Chitosan-based coatings in the prevention of intravascular catheter-associated infections.

Central venous access devices play an important role in patients with prolonged intravenous administration requirements. In the last years, the coating of these devices with bactericidal compounds has emerged as a potential tool to prevent bacterial colonization. Our study describes the modification of 3D-printed reservoirs and silicone-based catheters, mimicking central venous access devices, through different approaches including their coating with the well known biocompatible and bactericidal polymer chitosan, with the anionic polysaccharide alginate; also, plasma treated surfaces were included in the study to promote polymer adhesion. The evaluation of the antimicrobial action of those surface modifications compared to that exerted by a model antibiotic (ciprofloxacin) adsorbed on the surface of the devices was carried out.

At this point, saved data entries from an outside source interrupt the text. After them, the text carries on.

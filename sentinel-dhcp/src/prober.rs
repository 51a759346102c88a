//! Active prober
//!
//! Broadcasts a DHCP DISCOVER on a fixed interval so that every server on
//! the segment answers with an offer the capture side can see. The prober
//! never reads replies; a failed send ends the task with an error and the
//! orchestrator shuts everything down.

use pnet_datalink::{Channel, DataLinkSender};
use sentinel_core::{Error, Interface, MacAddr, Result, Shutdown};
use std::time::Duration;
use tokio::time::{self, Instant, MissedTickBehavior};
use tracing::{debug, error, info};

use crate::frame::discover_frame;
use crate::packet::DhcpPacket;

/// Shortest accepted probe interval
pub const MIN_PROBE_INTERVAL: Duration = Duration::from_secs(10);

pub const DEFAULT_PROBE_INTERVAL: Duration = Duration::from_secs(60);

/// Delay before the first probe
pub const DEFAULT_WARMUP: Duration = Duration::from_secs(5);

/// Transport for fully-formed Ethernet frames
pub trait FrameSender: Send {
    fn send(&mut self, frame: &[u8]) -> Result<()>;
}

/// Raw Ethernet channel bound to one interface
pub struct RawSender {
    interface: String,
    tx: Box<dyn DataLinkSender>,
}

impl RawSender {
    pub fn open(interface: &Interface) -> Result<Self> {
        let datalink = interface.datalink()?;
        let tx = match pnet_datalink::channel(&datalink, Default::default()) {
            Ok(Channel::Ethernet(tx, _rx)) => tx,
            Ok(_) => {
                return Err(Error::probe_transmit(format!(
                    "unsupported channel type on {}",
                    interface.name
                )))
            }
            Err(e) => {
                return Err(Error::probe_transmit(format!(
                    "failed to open raw channel on {}: {}",
                    interface.name, e
                )))
            }
        };

        debug!(interface = %interface.name, "Raw sender opened");
        Ok(Self {
            interface: interface.name.clone(),
            tx,
        })
    }
}

impl FrameSender for RawSender {
    fn send(&mut self, frame: &[u8]) -> Result<()> {
        self.tx
            .send_to(frame, None)
            .ok_or_else(|| Error::probe_transmit(format!("send buffer full on {}", self.interface)))?
            .map_err(|e| Error::probe_transmit(format!("send on {}: {}", self.interface, e)))
    }
}

/// Prober settings, fixed at construction
#[derive(Debug, Clone, PartialEq)]
pub struct ProbeConfig {
    pub interface: String,
    pub interval: Duration,
    /// Source and client hardware address of every DISCOVER
    pub source_mac: MacAddr,
}

impl ProbeConfig {
    pub fn new(interface: impl Into<String>, interval: Duration, source_mac: MacAddr) -> Result<Self> {
        if interval < MIN_PROBE_INTERVAL {
            return Err(Error::configuration(format!(
                "probe interval {}s is below the {}s minimum",
                interval.as_secs_f64(),
                MIN_PROBE_INTERVAL.as_secs()
            )));
        }
        Ok(Self {
            interface: interface.into(),
            interval,
            source_mac,
        })
    }
}

/// Periodic DISCOVER broadcaster
pub struct Prober {
    config: ProbeConfig,
    sender: Box<dyn FrameSender>,
    sent: u64,
}

impl std::fmt::Debug for Prober {
    fn fmt(&self, f: &mut std::fmt::Formatter<'_>) -> std::fmt::Result {
        f.debug_struct("Prober")
            .field("config", &self.config)
            .field("sent", &self.sent)
            .finish()
    }
}

impl Prober {
    pub fn new(config: ProbeConfig, sender: Box<dyn FrameSender>) -> Self {
        Self {
            config,
            sender,
            sent: 0,
        }
    }

    /// Probes sent so far
    pub fn sent(&self) -> u64 {
        self.sent
    }

    /// Send one DISCOVER with a fresh transaction id
    pub fn disco(&mut self) -> Result<()> {
        let xid: u32 = rand::random();
        let mac = self.config.source_mac;

        let frame = DhcpPacket::new_discover(xid, mac)
            .build()
            .and_then(|payload| discover_frame(mac, &payload))
            .map_err(|e| Error::probe_transmit(format!("building DISCOVER: {}", e)))?;

        self.sender.send(&frame).map_err(|e| match e {
            Error::ProbeTransmit(_) => e,
            other => Error::probe_transmit(other.to_string()),
        })?;

        self.sent += 1;
        debug!(
            interface = %self.config.interface,
            xid = %format!("{:#010x}", xid),
            sent = self.sent,
            "DISCOVER sent"
        );
        Ok(())
    }

    /// Probe after `warmup`, then once per interval, until shutdown or the first failure
    pub async fn run(mut self, warmup: Duration, mut shutdown: Shutdown) -> Result<()> {
        info!(
            interface = %self.config.interface,
            interval_secs = self.config.interval.as_secs(),
            warmup_secs = warmup.as_secs(),
            "Prober started"
        );

        let mut ticker = time::interval_at(Instant::now() + warmup, self.config.interval);
        ticker.set_missed_tick_behavior(MissedTickBehavior::Delay);

        loop {
            tokio::select! {
                biased;
                _ = shutdown.triggered() => break,
                _ = ticker.tick() => {}
            }

            // A tick racing the shutdown signal must not send
            if shutdown.is_triggered() {
                break;
            }

            if let Err(e) = self.disco() {
                error!(interface = %self.config.interface, error = %e, "Probe failed");
                return Err(e);
            }
        }

        info!(interface = %self.config.interface, sent = self.sent, "Prober stopped");
        Ok(())
    }
}
//! Logging setup

use tracing_subscriber::EnvFilter;

/// Default directive when `RUST_LOG` is unset
pub fn default_directive(debug: bool) -> &'static str {
    if debug {
        "debug"
    } else {
        "info"
    }
}

/// Install the global fmt subscriber, writing to stderr
///
/// `RUST_LOG` takes precedence over `-d`.
pub fn init(debug: bool) {
    let filter = EnvFilter::try_from_default_env()
        .unwrap_or_else(|_| EnvFilter::new(default_directive(debug)));

    tracing_subscriber::fmt()
        .with_env_filter(filter)
        .with_writer(std::io::stderr)
        .init();
}
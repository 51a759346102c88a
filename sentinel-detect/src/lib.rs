//! Rogue DHCP detection engine
//!
//! The engine learns (or is told) which hardware address the legitimate DHCP
//! server uses, then raises an alert whenever an offer arrives from any other
//! address. Alerts share one global cooldown window.
//!
//! ## Components
//!
//! - [`classifier`]: baseline and alert state, one verdict per captured offer
//! - [`notifier`]: Slack delivery, or a dry-run sink that only logs
//! - [`monitor`]: wires capture, prober, classifier and notifier together
//! - [`config`]: validated runtime settings

pub mod classifier;
pub mod config;
pub mod monitor;
pub mod notifier;
pub mod offer;

pub use classifier::{AlertState, Baseline, BaselineOrigin, Classifier, ClassifierState, Verdict};
pub use config::{DetectorConfig, SlackCredentials, DEFAULT_COOLDOWN, MIN_COOLDOWN};
pub use monitor::{Monitor, MonitorSettings};
pub use notifier::{DryRunNotifier, Notice, Notifier, SlackNotifier};
pub use offer::{ObservedOffer, OfferDetails};
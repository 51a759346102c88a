//! Packet types

use std::time::SystemTime;

use crate::types::protocol_constants::ETHERNET_HEADER_LEN;
use crate::MacAddr;

/// Datalink type of the capture handle a packet came from
#[derive(Debug, Clone, Copy, PartialEq, Eq)]
pub enum LinkType {
    /// DLT_EN10MB
    Ethernet,
    /// Anything else (Linux cooked capture, raw IP, ...)
    Other(i32),
}

impl LinkType {
    /// pcap DLT value for Ethernet
    pub const DLT_EN10MB: i32 = 1;

    pub fn from_dlt(dlt: i32) -> Self {
        if dlt == Self::DLT_EN10MB {
            LinkType::Ethernet
        } else {
            LinkType::Other(dlt)
        }
    }
}

/// A captured frame
#[derive(Debug, Clone)]
pub struct Packet {
    /// When the packet was captured
    pub timestamp: SystemTime,
    /// Interface the packet was received on
    pub interface: String,
    /// Datalink of the capture
    pub link_type: LinkType,
    /// Packet data (including all headers)
    pub data: Vec<u8>,
    /// Length on the wire (may differ from data.len() if truncated by snaplen)
    pub len: usize,
}

impl Packet {
    /// Create a new Ethernet packet
    pub fn new(interface: String, data: Vec<u8>) -> Self {
        Self::with_link_type(interface, LinkType::Ethernet, data)
    }

    pub fn with_link_type(interface: String, link_type: LinkType, data: Vec<u8>) -> Self {
        let len = data.len();
        Self {
            timestamp: SystemTime::now(),
            interface,
            link_type,
            data,
            len,
        }
    }

    /// Get packet data as slice
    pub fn data(&self) -> &[u8] {
        &self.data
    }

    /// Get packet length
    pub fn len(&self) -> usize {
        self.len
    }

    /// Check if packet is empty
    pub fn is_empty(&self) -> bool {
        self.len == 0
    }

    /// Source hardware address from the Ethernet header
    ///
    /// Returns `None` when the capture is not Ethernet or the frame is too
    /// short to hold a full Ethernet header.
    pub fn source_mac(&self) -> Option<MacAddr> {
        if self.link_type != LinkType::Ethernet || self.data.len() < ETHERNET_HEADER_LEN {
            return None;
        }
        MacAddr::from_slice(&self.data[6..12])
    }
}
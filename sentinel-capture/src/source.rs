//! Frame source abstraction consumed by the detection loop

use async_trait::async_trait;
use sentinel_core::{Packet, Shutdown};
use tokio::sync::mpsc;

use crate::capture::OfferStream;
use crate::stats::{CaptureStats, StatsAccumulator};

/// A cancellable, ordered sequence of captured frames
#[async_trait]
pub trait FrameSource: Send {
    /// Next frame, or `None` when the sequence has ended
    async fn next_frame(&mut self) -> Option<Packet>;

    /// Release the underlying capture and return its statistics
    async fn close(&mut self) -> CaptureStats;
}

#[async_trait]
impl FrameSource for OfferStream {
    async fn next_frame(&mut self) -> Option<Packet> {
        OfferStream::next(self).await
    }

    async fn close(&mut self) -> CaptureStats {
        OfferStream::close(self).await
    }
}

/// Frames fed through an in-process channel, for replay and tests
#[derive(Debug)]
pub struct ChannelSource {
    rx: mpsc::Receiver<Packet>,
    shutdown: Shutdown,
    stats: StatsAccumulator,
}

impl ChannelSource {
    pub fn new(rx: mpsc::Receiver<Packet>, shutdown: Shutdown) -> Self {
        Self {
            rx,
            shutdown,
            stats: StatsAccumulator::new(),
        }
    }
}

#[async_trait]
impl FrameSource for ChannelSource {
    async fn next_frame(&mut self) -> Option<Packet> {
        if self.shutdown.is_triggered() {
            return None;
        }
        let packet = tokio::select! {
            biased;
            _ = self.shutdown.triggered() => None,
            packet = self.rx.recv() => packet,
        }?;
        self.stats.record_captured(packet.data.len());
        self.stats.record_forwarded();
        Some(packet)
    }

    async fn close(&mut self) -> CaptureStats {
        self.rx.close();
        self.stats.snapshot()
    }
}
use sentinel_cli::{logging, signal, Cli};
use sentinel_core::{Interface, Result};
use sentinel_detect::Monitor;
use std::process::ExitCode;
use tracing::{error, info};

#[tokio::main]
async fn main() -> ExitCode {
    // SLACK_TOKEN and SLACK_CHANNEL may come from a .env file
    dotenvy::dotenv().ok();

    let cli = Cli::parse_args();
    logging::init(cli.debug);

    if cli.list_interfaces {
        list_interfaces();
        return ExitCode::SUCCESS;
    }

    match run(cli).await {
        Ok(()) => ExitCode::SUCCESS,
        Err(e) => {
            error!(component = e.component(), error = %e, "dhcp-sentinel failed");
            eprintln!("error: {}", e);
            ExitCode::FAILURE
        }
    }
}

async fn run(cli: Cli) -> Result<()> {
    let mut termination = signal::listen();
    let config = cli.into_config()?;

    let Some(started) = signal::unless_terminated(Monitor::start(config), &mut termination).await
    else {
        info!("Termination signal received during startup");
        return Ok(());
    };
    let monitor = started?;

    let trigger = monitor.trigger();
    tokio::spawn(async move {
        if termination.await.is_ok() {
            info!("Termination signal received, shutting down");
            trigger.trigger();
        }
    });

    monitor.run().await
}

fn list_interfaces() {
    let interfaces = Interface::list_capture_capable();
    if interfaces.is_empty() {
        println!("No capture-capable interfaces found");
        return;
    }
    for iface in interfaces {
        println!("{}", iface);
    }
}
//! BPF (Berkeley Packet Filter) filter builders
//!
//! The offer filter is compiled by pcap and evaluated in the kernel, so
//! user space only ever sees candidate DHCP offers.

use sentinel_core::types::protocol_constants::DHCP_CLIENT_PORT;
use sentinel_core::MacAddr;

/// DHCP offers travelling to the client port
///
/// `udp[8:1]` is the first byte of the DHCP payload in a standard-layout
/// packet; offers carry 0x02 there.
pub fn dhcp_offer_filter() -> String {
    format!(
        "udp and {} and (udp[8:1] = 0x02)",
        port_filter(DHCP_CLIENT_PORT)
    )
}

/// DHCP offers not sent by `trusted`
pub fn dhcp_offer_filter_excluding(trusted: &MacAddr) -> String {
    format!(
        "{} and {}",
        dhcp_offer_filter(),
        not_filter(&src_mac_filter(trusted))
    )
}

/// Filter for a specific port (source or destination)
pub fn port_filter(port: u16) -> String {
    format!("port {}", port)
}

/// Filter for a specific source MAC address
pub fn src_mac_filter(mac: &MacAddr) -> String {
    format!("ether src {}", mac)
}

/// Negate a primitive filter
pub fn not_filter(filter: &str) -> String {
    format!("not {}", filter)
}
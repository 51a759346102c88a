//! Capture statistics

use std::sync::atomic::{AtomicU64, Ordering};
use std::sync::Arc;
use std::time::{Duration, Instant};

/// Snapshot of a capture session
#[derive(Debug, Clone, Default, PartialEq)]
pub struct CaptureStats {
    /// Frames read from the capture handle
    pub frames_captured: u64,
    /// Frames handed to the consumer
    pub frames_forwarded: u64,
    /// Bytes read from the capture handle
    pub bytes_captured: u64,
    /// Read errors (other than timeouts)
    pub read_errors: u64,
    /// Session duration
    pub duration: Duration,
}

impl CaptureStats {
    /// Frames read but never delivered (queue closed while they were pending)
    pub fn frames_undelivered(&self) -> u64 {
        self.frames_captured.saturating_sub(self.frames_forwarded)
    }

    /// Format statistics as a single log line
    pub fn format(&self) -> String {
        format!(
            "captured {} frames ({} bytes), forwarded {}, {} undelivered, {} read errors in {:.1}s",
            self.frames_captured,
            self.bytes_captured,
            self.frames_forwarded,
            self.frames_undelivered(),
            self.read_errors,
            self.duration.as_secs_f64()
        )
    }
}

/// Thread-safe statistics accumulator, shared with the producer thread
#[derive(Debug, Clone)]
pub struct StatsAccumulator {
    frames_captured: Arc<AtomicU64>,
    frames_forwarded: Arc<AtomicU64>,
    bytes_captured: Arc<AtomicU64>,
    read_errors: Arc<AtomicU64>,
    start_time: Instant,
}

impl StatsAccumulator {
    pub fn new() -> Self {
        Self {
            frames_captured: Arc::new(AtomicU64::new(0)),
            frames_forwarded: Arc::new(AtomicU64::new(0)),
            bytes_captured: Arc::new(AtomicU64::new(0)),
            read_errors: Arc::new(AtomicU64::new(0)),
            start_time: Instant::now(),
        }
    }

    pub fn record_captured(&self, size: usize) {
        self.frames_captured.fetch_add(1, Ordering::Relaxed);
        self.bytes_captured.fetch_add(size as u64, Ordering::Relaxed);
    }

    pub fn record_forwarded(&self) {
        self.frames_forwarded.fetch_add(1, Ordering::Relaxed);
    }

    pub fn record_error(&self) {
        self.read_errors.fetch_add(1, Ordering::Relaxed);
    }

    /// Get current statistics snapshot
    pub fn snapshot(&self) -> CaptureStats {
        CaptureStats {
            frames_captured: self.frames_captured.load(Ordering::Relaxed),
            frames_forwarded: self.frames_forwarded.load(Ordering::Relaxed),
            bytes_captured: self.bytes_captured.load(Ordering::Relaxed),
            read_errors: self.read_errors.load(Ordering::Relaxed),
            duration: self.start_time.elapsed(),
        }
    }
}

impl Default for StatsAccumulator {
    fn default() -> Self {
        Self::new()
    }
}

#[cfg(test)]
mod tests {
    use super::*;
    use std::thread;

    #[test]
    fn test_accumulator_counts() {
        let acc = StatsAccumulator::new();
        acc.record_captured(342);
        acc.record_captured(590);
        acc.record_forwarded();
        acc.record_error();

        let stats = acc.snapshot();
        assert_eq!(stats.frames_captured, 2);
        assert_eq!(stats.bytes_captured, 932);
        assert_eq!(stats.frames_forwarded, 1);
        assert_eq!(stats.read_errors, 1);
        assert_eq!(stats.frames_undelivered(), 1);
    }

    #[test]
    fn test_accumulator_shared_across_threads() {
        let acc = StatsAccumulator::new();
        let producer = acc.clone();

        let handle = thread::spawn(move || {
            for _ in 0..100 {
                producer.record_captured(64);
                producer.record_forwarded();
            }
        });
        handle.join().unwrap();

        let stats = acc.snapshot();
        assert_eq!(stats.frames_captured, 100);
        assert_eq!(stats.frames_forwarded, 100);
        assert_eq!(stats.bytes_captured, 6400);
    }

    #[test]
    fn test_format() {
        let stats = CaptureStats {
            frames_captured: 12,
            frames_forwarded: 11,
            bytes_captured: 4104,
            read_errors: 0,
            duration: Duration::from_secs(30),
        };
        let line = stats.format();
        assert!(line.contains("captured 12 frames"));
        assert!(line.contains("4104 bytes"));
        assert!(line.contains("forwarded 11, 1 undelivered"));
    }
}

Surface characterization was developed by different methodologies and the bactericidal effects of the different coatings were assayed in an in vitro model of Staphylococcus aureus infection. Our results showed a significant reduction in the reservoir roughness (≤73%) after coating though no changes were observed for coated catheters which was also confirmed by scanning electron microscopy, pointing to the importance of the surface device topography for the successful attachment of the coating and for the subsequent development of bactericidal effects. Furthermore, the single presence of chitosan on the reservoirs was enough to fully inhibit bacterial growth exerting the same efficiency as that showed by the model antibiotic. Importantly, chitosan coating showed low cytotoxicity against human keratinocytes, human lung adenocarcinoma epithelial cells, and murine colon carcinoma cells displaying viability percentages in the range of the control samples (>95%). Chitosan-based coatings are proposed as an effective and promising solution in the prevention of microbial infections associated to medical devices.